Wednesday, February 10

Is this the end of globalization? The Chopsticks Manifesto


Recently John Batchelor began worrying aloud on his radio show about whether the new nuclear arms race between Russia and the USA portended the end of globalization. Well, yeah, if we nuke each other probably that would do it for globalized trade. 

But then John wanted to ruminate on whether increased nationalism spelled the end of globalization, so a couple weeks ago he put the question to Michael Vlahos and Gregory Copley, with inconclusive conclusions to my ears.

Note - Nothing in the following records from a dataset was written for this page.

/// POST /v1/reschedule-requests/:id/reject — Refuse with a note.
#[utoipa::path(
    post,
    path = "/v1/reschedule-requests/{id}/reject",
    params(("id" = String, Path, description = "Request UUID")),
    request_body = RejectRescheduleRequest,
    responses(
        (status = 200, description = "Request rejected", body = RescheduleResponse),
        (status = 403, description = "Only admins reject"),
        (status = 404, description = "Request not found"),
        (status = 409, description = "Request already processed"),
        (status = 422, description = "A rejection note is required"),
    ),
    tag = "reschedule"
)]
async fn reject_request(
    State(state): State<AppState>,
    Path(id): Path<Uuid>,
    Json(req): Json<RejectRescheduleRequest>,
) -> Result<Json<RescheduleResponse>, AppError> {
    let actor = parse_actor(req.actor_id, &req.actor_role)?;
    if !actor.is_admin() {
        return Err(AppError::Forbidden(format!(
            "user {} may not reject reschedule requests",
            actor.id
        )));
    }

    let result = state.reschedules.try_update(&id, |request| {
        request
            .reject(actor.id, &req.note, Utc::now())
            .map(|()| (*request.hearing_id.as_uuid(), request_to_response(request)))
    });

    match result {
        Some(Ok((hearing_uuid, resp))) => {
            state.events.publish(SessionEvent::now(
                SessionEventKind::RescheduleResolved,
                hearing_uuid,
                json!({ "request_id": resp.request_id, "status": resp.status }),
            ));
            Ok(Json(resp))
        }
        Some(Err(e)) => Err(e.into()),
        None => Err(AppError::NotFound(format!(
            "reschedule request {id} not found"
        ))),
    }
}

/// POST /v1/reschedule-requests/:id/withdraw — Requester backs out.
#[utoipa::path(
    post,
    path = "/v1/reschedule-requests/{id}/withdraw",
    params(("id" = String, Path, description = "Request UUID")),
    request_body = WithdrawRescheduleRequest,
    responses(
        (status = 200, description = "Request withdrawn", body = RescheduleResponse),
        (status = 403, description = "Only the requester may withdraw"),
        (status = 404, description = "Request not found"),
        (status = 409, description = "Request already processed"),
    ),
    tag = "reschedule"
)]
async fn withdraw_request(
    State(state): State<AppState>,
    Path(id): Path<Uuid>,
    Json(req): Json<WithdrawRescheduleRequest>,
) -> Result<Json<RescheduleResponse>, AppError> {
    let result = state.reschedules.try_update(&id, |request| {
        request
            .withdraw(req.user_id, Utc::now())
            .map(|()| request_to_response(request))
    });

    match result {
        Some(Ok(resp)) => Ok(Json(resp)),
        Some(Err(e)) => Err(e.into()),
        None => Err(AppError::NotFound(format!(
            "reschedule request {id} not found"
        ))),
    }
}

/// POST /v1/reschedule-requests/:id/auto-resolve — Allocator picks the slot.
#[utoipa::path(
    post,
    path = "/v1/reschedule-requests/{id}/auto-resolve",
    params(("id" = String, Path, description = "Request UUID")),
    request_body = AutoResolveRequest,
    responses(
        (status = 200, description = "Request auto-resolved, or rejected when no slot exists", body = RescheduleResponse),
        (status = 403, description = "Only admins trigger auto-resolution"),
        (status = 404, description = "Request not found"),
        (status = 409, description = "Request already processed"),
        (status = 422, description = "Requester did not ask for automatic scheduling"),
    ),
    tag = "reschedule"
)]
async fn auto_resolve_request(
    State(state): State<AppState>,
    Path(id): Path<Uuid>,
    Json(req): Json<AutoResolveRequest>,
) -> Result<Json<RescheduleResponse>, AppError> {
    let actor = parse_actor(req.actor_id, &req.actor_role)?;
    if !actor.is_admin() {
        return Err(AppError::Forbidden(format!(
            "user {} may not auto-resolve reschedule requests",
            actor.id
        )));
    }
    let now = Utc::now();

    let (request, hearing) = load_request_and_hearing(&state, &id)?;
    if request.status != RescheduleStatus::Pending {
        return Err(ScheduleError::AlreadyProcessed {
            status: request.status.as_str().to_string(),
        }
        .into());
    }
    if !request.auto_schedule {
        return Err(AppError::Validation(
            "requester did not ask for automatic scheduling".to_string(),
        ));
    }
    let hearing_uuid = *hearing.id.as_uuid();
    let busy = busy_intervals(&state, Some(hearing_uuid));
    let query = SlotQuery {
        from: now,
        duration_minutes: hearing.duration_minutes,
        preferred_starts: request.preferred_starts.clone(),
    };
    let candidates = match find_slots(
        &state.config.schedule_rule,
        &[hearing.moderator_id],
        &busy,
        &query,
    ) {
        Ok(candidates) => candidates,
        Err(ScheduleError::NoSlotAvailable) => {
            // The calendar has nothing to offer; settle the request as
            // rejected so the requester is not left waiting.
            let result = state.reschedules.try_update(&id, |request| {
                request
                    .reject(actor.id, "no slot available within the search window", now)
                    .map(|()| request_to_response(request))
            });
            return match result {
                Some(Ok(resp)) => {
                    state.events.publish(SessionEvent::now(
                        SessionEventKind::RescheduleResolved,
                        hearing_uuid,
                        json!({ "request_id": resp.request_id, "status": resp.status }),
                    ));
                    Ok(Json(resp))
                }
                Some(Err(e)) => Err(e.into()),
                None => Err(AppError::NotFound(format!(
                    "reschedule request {id} not found"
                ))),
            };
        }
        Err(e) => return Err(e.into()),
    };
    // find_slots never returns an empty set without erroring.
    let best = candidates[0].start;

    let successor = verify_and_replace(&state, &hearing, best, &actor, now)?;

    let note = format!("auto-resolved onto {}", rfc3339(best));
    let result = state.reschedules.try_update(&id, |request| {
        request
            .auto_resolve(best, successor.id.clone(), Some(note.clone()), now)
            .map(|()| request_to_response(request))
    });

    match result {
        Some(Ok(resp)) => {
            state.events.publish(SessionEvent::now(
                SessionEventKind::RescheduleResolved,
                hearing_uuid,
                json!({ "request_id": resp.request_id, "status": resp.status }),
            ));
            Ok(Json(resp))
        }
        Some(Err(e)) => Err(e.into()),
        None => Err(AppError::NotFound(format!(
            "reschedule request {id} not found"
        ))),
    }
}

Gregory sounded more worried about the end of civilization than globalization, and Vlahos (I always refer to Vlahos as Vlahos) seemed more interested in how very rich elites were reacting to the sound of guillotines being wheeled into their neighborhoods.      

But to my mind John got his answer last night during Stephen Cohen's latest discussion with him about Russia. Steve mentioned that when Russian farmers noticed there was no cheese in Moscow they said, 'Hey, there's no cheese in Moscow! Let's make cheese!'

The backstory is that President Putin got upset about the ongoing sanctions imposed on Russia by Europe so finally he said, 'Okay, no more French cheese.' 

This was devastating to French cheese exporters and Muscovite lovers of French-made cheese, but as Steve pointed out cheese is cheese to most Russians.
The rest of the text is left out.